Eric Kohn is an American film journalist, educator and producer. He served as IndieWire's chief film critic from 2010 to 2021. and held several editorial and executive roles at the publication. In 2023, Kohn left IndieWire to become lead strategy and development of Harmony Korine's EDGLRD company, and in 2024 was named artistic director of the Southampton Playhouse in Southampton, New York.

Kohn has also taught as an adjunct professor at New York University since 2014, and co-founded the Critics Academy workshops at the Locarno and New York film festivals as well as the Sundance Fellowship for Film Criticism.

== Early life and education ==
Kohn was born in Houston, Texas. His mother is Gigi Yellen, a longtime Texan classical music radio DJ. The family then moved to Seattle, Washington where was raised in a traditionally Jewish household. He credits the films of Steven Spielberg with sparking an early interest in cinema, as well as Seattle's arthouse cinemas with nurturing his deeper appreciation for the form.

He studied at New York University, majoring in Cinema Studies and Journalism, and later received his master's degree in Cinema Studies there. While a student, Kohn worked as a research assistant for the film critic J. Hoberman at the Village Voice, and interned at Entertainment Weekly.

==Career==
In 2007, Kohn began writing for IndieWire as a critic and festival reporter. He was hired by one of the site's founders, Eugene Hernandez, then the editor-in-chief, to be its chief film critic in 2010, and he held that position through 2020, when David Ehrlich took over the role. Kohn also held senior and deputy editor positions before being named the site's executive editor from 2018 to 2023, and then its vice president of editorial strategy from 2021 to 2023.

Kohn also co-hosted IndieWire's Screen Talk podcast with Anne Thompson for nearly a decade, and chaired the New York Film Critics Circle in 2018 and 2019.

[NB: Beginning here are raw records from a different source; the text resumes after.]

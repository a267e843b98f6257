//! System clipboard on `arboard`
//!
//! A fresh `arboard::Clipboard` is opened per operation; the handle is
//! not `Sync` and operations are rare enough that reopening is cheaper
//! than fencing a shared one. File lists have no portable clipboard
//! representation in `arboard`, so they are written as newline-joined
//! paths in text form; image data crosses the boundary as PNG and is
//! converted to the raw bitmap `arboard` wants via the `image` crate.

use std::io::Cursor;
use std::path::{Path, PathBuf};

use anyhow::Context;
use arboard::Clipboard;
use image::ImageFormat;
use tracing::debug;

use super::{ClipboardContent, ClipboardPort};

/// `ClipboardPort` implementation for the host system
pub struct SystemClipboard;

impl SystemClipboard {
    pub fn new() -> Self {
        Self
    }
}

impl Default for SystemClipboard {
    fn default() -> Self {
        Self::new()
    }
}

impl ClipboardPort for SystemClipboard {
    fn get(&self) -> ClipboardContent {
        let mut clipboard = match Clipboard::new() {
            Ok(clipboard) => clipboard,
            Err(e) => {
                debug!("clipboard unavailable: {}", e);
                return ClipboardContent::None;
            }
        };

        if let Ok(text) = clipboard.get_text() {
            if !text.is_empty() {
                return ClipboardContent::Text(text);
            }
        }

        if let Ok(image) = clipboard.get_image() {
            match encode_png(image.width, image.height, &image.bytes) {
                Ok(png) => return ClipboardContent::Image(png),
                Err(e) => debug!("clipboard image encode failed: {}", e),
            }
        }

        ClipboardContent::None
    }

    fn set_text(&self, text: &str) -> anyhow::Result<()> {
        Clipboard::new()
            .context("open clipboard")?
            .set_text(text.to_string())
            .context("set clipboard text")
    }

    fn set_image_png(&self, png: &[u8]) -> anyhow::Result<()> {
        let decoded = image::load_from_memory(png).context("decode png")?;
        let rgba = decoded.to_rgba8();
        let (width, height) = rgba.dimensions();
        let data = arboard::ImageData {
            width: width as usize,
            height: height as usize,
            bytes: rgba.into_raw().into(),
        };
        Clipboard::new()
            .context("open clipboard")?
            .set_image(data)
            .context("set clipboard image")
    }

    fn set_files(&self, paths: &[PathBuf]) -> anyhow::Result<()> {
        let joined = paths
            .iter()
            .map(|p| p.display().to_string())
            .collect::<Vec<_>>()
            .join("\n");
        self.set_text(&joined)
    }

    fn set_image_from_file(&self, path: &Path) -> anyhow::Result<()> {
        let bytes = std::fs::read(path)
            .with_context(|| format!("read image {}", path.display()))?;
        self.set_image_png(&bytes)
    }
}

fn encode_png(width: usize, height: usize, rgba: &[u8]) -> anyhow::Result<Vec<u8>> {
    let buffer: image::RgbaImage =
        image::ImageBuffer::from_raw(width as u32, height as u32, rgba.to_vec())
            .context("clipboard bitmap has unexpected size")?;
    let mut png = Vec::new();
    buffer
        .write_to(&mut Cursor::new(&mut png), ImageFormat::Png)
        .context("encode png")?;
    Ok(png)
}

In August 2023, Kohn was named the Head of Strategy and Development of EDGLRD, a Miami-based creative and technology company founded by filmmaker Harmony Korine that same year. Kohn also works across the company's film, design, games, and fashion sectors, and the company has become known for immersive film premieres at strip clubs and Boiler Room DJ sets during Miami Art Week, which Kohn told The New York Times is part of the company's approach to distribution strategies outside of typical film markets

Kohn had previously edited a collection of interviews with Korine published by University Press of Mississippi in 2014.

Baby Invasion, an experimental thriller and the first EDGLRD release on which Kohn is credited as executive producer, premiered at the 81st Venice International Film Festival. He is lead producer of Korine's upcoming film, an untitled motion capture comedy set for release in 2025

In December 2024, Kohn was appointed artistic director of the Southampton Playhouse, a single-screen cinema in Southampton, New York built in 1932 which is being repurposed as a multiple-space arthouse including the first IMAX screen in the Hamptons.

==Work in film education==
Kohn has taught as an adjunct professor at New York University's Martin Scorsese Department of Cinema Studies, beginning with the 2014-2015 school year. He was previously responsible for its "Language of Film" core class, and continues to teach various other courses on film criticism, distribution, and industry.

He also co-founded the Critics Academy workshop at the Locarno and New York film festivals, dedicated to introducing young film writers into the industry, as well as the Sundance Fellowship for Film Criticism.